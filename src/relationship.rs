use crate::model::{
    AuthorAttributes, CoverAttributes, MangaAttributes, MangaRelation, ScanlationGroupAttributes,
};
use getset::Getters;
use serde::de::value::StrDeserializer;
use serde::de::{Error as _, IntoDeserializer};
use serde::{Deserialize, Deserializer, Serialize};
use serde_json::value::RawValue;
use std::fmt;

/// Entity type tag carried by every entity and relationship.
#[derive(Debug, Clone, PartialEq, Eq, Hash, Serialize, Deserialize)]
#[serde(from = "String", into = "String")]
pub enum RelationshipType {
    Manga,
    Chapter,
    CoverArt,
    Author,
    Artist,
    ScanlationGroup,
    Tag,
    User,
    CustomList,
    /// A tag this client does not know about yet.
    Other(String),
}

impl RelationshipType {
    pub fn as_str(&self) -> &str {
        match self {
            RelationshipType::Manga => "manga",
            RelationshipType::Chapter => "chapter",
            RelationshipType::CoverArt => "cover_art",
            RelationshipType::Author => "author",
            RelationshipType::Artist => "artist",
            RelationshipType::ScanlationGroup => "scanlation_group",
            RelationshipType::Tag => "tag",
            RelationshipType::User => "user",
            RelationshipType::CustomList => "custom_list",
            RelationshipType::Other(s) => s,
        }
    }
}

impl From<String> for RelationshipType {
    fn from(value: String) -> Self {
        match value.as_str() {
            "manga" => RelationshipType::Manga,
            "chapter" => RelationshipType::Chapter,
            "cover_art" => RelationshipType::CoverArt,
            "author" => RelationshipType::Author,
            "artist" => RelationshipType::Artist,
            "scanlation_group" => RelationshipType::ScanlationGroup,
            "tag" => RelationshipType::Tag,
            "user" => RelationshipType::User,
            "custom_list" => RelationshipType::CustomList,
            _ => RelationshipType::Other(value),
        }
    }
}

impl From<RelationshipType> for String {
    fn from(value: RelationshipType) -> Self {
        match value {
            RelationshipType::Other(s) => s,
            known => known.as_str().to_string(),
        }
    }
}

impl fmt::Display for RelationshipType {
    fn fmt(&self, f: &mut fmt::Formatter<'_>) -> fmt::Result {
        f.write_str(self.as_str())
    }
}

/// Attributes of an expanded relationship (`includes[]=...`), typed by the
/// relationship's tag.
#[derive(Debug, Clone)]
pub enum RelationshipAttributes {
    Manga(Box<MangaAttributes>),
    Author(AuthorAttributes),
    ScanlationGroup(Box<ScanlationGroupAttributes>),
    Cover(CoverAttributes),
    /// Undecoded attributes of any other relationship type.
    Raw(Box<RawValue>),
}

/// A reference from one entity to another.
#[derive(Debug, Clone, Getters)]
#[getset(get = "pub")]
pub struct Relationship {
    id: String,
    kind: RelationshipType,
    /// Relation kind for manga-to-manga relationships, e.g. `"sequel"`.
    related: Option<String>,
    attributes: Option<RelationshipAttributes>,
}

impl Relationship {
    /// Typed form of [`Relationship::related`]; `None` for unknown relations.
    pub fn relation(&self) -> Option<MangaRelation> {
        let related: StrDeserializer<'_, serde::de::value::Error> =
            self.related.as_deref()?.into_deserializer();
        MangaRelation::deserialize(related).ok()
    }

    pub fn as_manga(&self) -> Option<&MangaAttributes> {
        match &self.attributes {
            Some(RelationshipAttributes::Manga(a)) => Some(a),
            _ => None,
        }
    }

    pub fn as_author(&self) -> Option<&AuthorAttributes> {
        match &self.attributes {
            Some(RelationshipAttributes::Author(a)) => Some(a),
            _ => None,
        }
    }

    pub fn as_scanlation_group(&self) -> Option<&ScanlationGroupAttributes> {
        match &self.attributes {
            Some(RelationshipAttributes::ScanlationGroup(a)) => Some(a),
            _ => None,
        }
    }

    pub fn as_cover(&self) -> Option<&CoverAttributes> {
        match &self.attributes {
            Some(RelationshipAttributes::Cover(a)) => Some(a),
            _ => None,
        }
    }

    pub fn raw_attributes(&self) -> Option<&RawValue> {
        match &self.attributes {
            Some(RelationshipAttributes::Raw(raw)) => Some(raw),
            _ => None,
        }
    }
}

fn decode_attributes(
    kind: &RelationshipType,
    raw: Box<RawValue>,
) -> Result<RelationshipAttributes, serde_json::Error> {
    Ok(match kind {
        RelationshipType::Manga => RelationshipAttributes::Manga(serde_json::from_str(raw.get())?),
        RelationshipType::Author => {
            RelationshipAttributes::Author(serde_json::from_str(raw.get())?)
        }
        RelationshipType::ScanlationGroup => {
            RelationshipAttributes::ScanlationGroup(serde_json::from_str(raw.get())?)
        }
        RelationshipType::CoverArt => {
            RelationshipAttributes::Cover(serde_json::from_str(raw.get())?)
        }
        _ => RelationshipAttributes::Raw(raw),
    })
}

impl<'de> Deserialize<'de> for Relationship {
    fn deserialize<D>(deserializer: D) -> Result<Self, D::Error>
    where
        D: Deserializer<'de>,
    {
        // The tag has to be known before the attributes can be decoded, so
        // keep them raw on the first pass.
        #[derive(Deserialize)]
        struct Tagged {
            id: String,
            #[serde(rename = "type")]
            kind: RelationshipType,
            #[serde(default)]
            related: Option<String>,
            #[serde(default)]
            attributes: Option<Box<RawValue>>,
        }

        let tagged = Tagged::deserialize(deserializer)?;
        let attributes = match tagged.attributes {
            Some(raw) => {
                let json = raw.get().to_string();
                let attributes = decode_attributes(&tagged.kind, raw).map_err(|e| {
                    D::Error::custom(format!(
                        "error decoding relationship of type {}: {e}, {json}",
                        tagged.kind
                    ))
                })?;
                Some(attributes)
            }
            None => None,
        };

        Ok(Relationship {
            id: tagged.id,
            kind: tagged.kind,
            related: tagged.related,
            attributes,
        })
    }
}

#[cfg(test)]
mod test {
    use super::*;

    #[test]
    fn test_author_dispatch() {
        let rel: Relationship =
            serde_json::from_str(r#"{"id": "u1", "type": "author", "attributes": {"name": "A"}}"#)
                .unwrap();
        assert_eq!(rel.id(), "u1");
        assert_eq!(rel.kind(), &RelationshipType::Author);
        assert_eq!(rel.as_author().unwrap().name(), "A");
        assert!(rel.as_manga().is_none());
    }

    #[test]
    fn test_unknown_type_keeps_raw_attributes() {
        let rel: Relationship = serde_json::from_str(
            r#"{"id": "x", "type": "unknown_future_type", "attributes": {"anything": [1, 2]}}"#,
        )
        .unwrap();
        assert_eq!(
            rel.kind(),
            &RelationshipType::Other("unknown_future_type".to_string())
        );
        assert_eq!(rel.raw_attributes().unwrap().get(), r#"{"anything": [1, 2]}"#);
    }

    #[test]
    fn test_known_type_without_typed_shape_is_raw() {
        let rel: Relationship =
            serde_json::from_str(r#"{"id": "x", "type": "user", "attributes": {"username": "u"}}"#)
                .unwrap();
        assert!(rel.raw_attributes().is_some());
    }

    #[test]
    fn test_missing_or_null_attributes() {
        let rel: Relationship =
            serde_json::from_str(r#"{"id": "c", "type": "cover_art"}"#).unwrap();
        assert!(rel.attributes().is_none());

        let rel: Relationship = serde_json::from_str(
            r#"{"id": "c", "type": "cover_art", "attributes": null}"#,
        )
        .unwrap();
        assert!(rel.attributes().is_none());
    }

    #[test]
    fn test_manga_relation_kind() {
        let rel: Relationship =
            serde_json::from_str(r#"{"id": "m2", "type": "manga", "related": "sequel"}"#).unwrap();
        assert_eq!(rel.related().as_deref(), Some("sequel"));
        assert_eq!(rel.relation(), Some(MangaRelation::Sequel));
    }

    #[test]
    fn test_malformed_attributes_report_tag_and_raw() {
        let err = serde_json::from_str::<Relationship>(
            r#"{"id": "a", "type": "author", "attributes": {"name": 42}}"#,
        )
        .unwrap_err()
        .to_string();
        assert!(err.contains("author"), "{err}");
        assert!(err.contains(r#"{"name": 42}"#), "{err}");
    }

    #[test]
    fn test_tag_round_trip() {
        for tag in ["manga", "cover_art", "scanlation_group", "custom_list", "new_thing"] {
            let kind = RelationshipType::from(tag.to_string());
            assert_eq!(kind.to_string(), tag);
            assert_eq!(String::from(kind), tag);
        }
    }
}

§ **Required action**:
Beginning with the very first line of the material, please return exactly each line down to and including the one with "pub fn as_str(&self)".

§ **Solved problem**:
filename src/relationship.rs
use crate::model::{
    AuthorAttributes, CoverAttributes, MangaAttributes, MangaRelation, ScanlationGroupAttributes,
};
use getset::Getters;
use serde::de::value::StrDeserializer;
use serde::de::{Error as _, IntoDeserializer};
use serde::{Deserialize, Deserializer, Serialize};
use serde_json::value::RawValue;
use std::fmt;

/// Entity type tag carried by every entity and relationship.
#[derive(Debug, Clone, PartialEq, Eq, Hash, Serialize, Deserialize)]
#[serde(from = "String", into = "String")]
pub enum RelationshipType {
    Manga,
    Chapter,
    CoverArt,
    Author,
    Artist,
    ScanlationGroup,
    Tag,
    User,
    CustomList,
    /// A tag this client does not know about yet.
    Other(String),
}

impl RelationshipType {
    pub fn as_str(&self) -> &str {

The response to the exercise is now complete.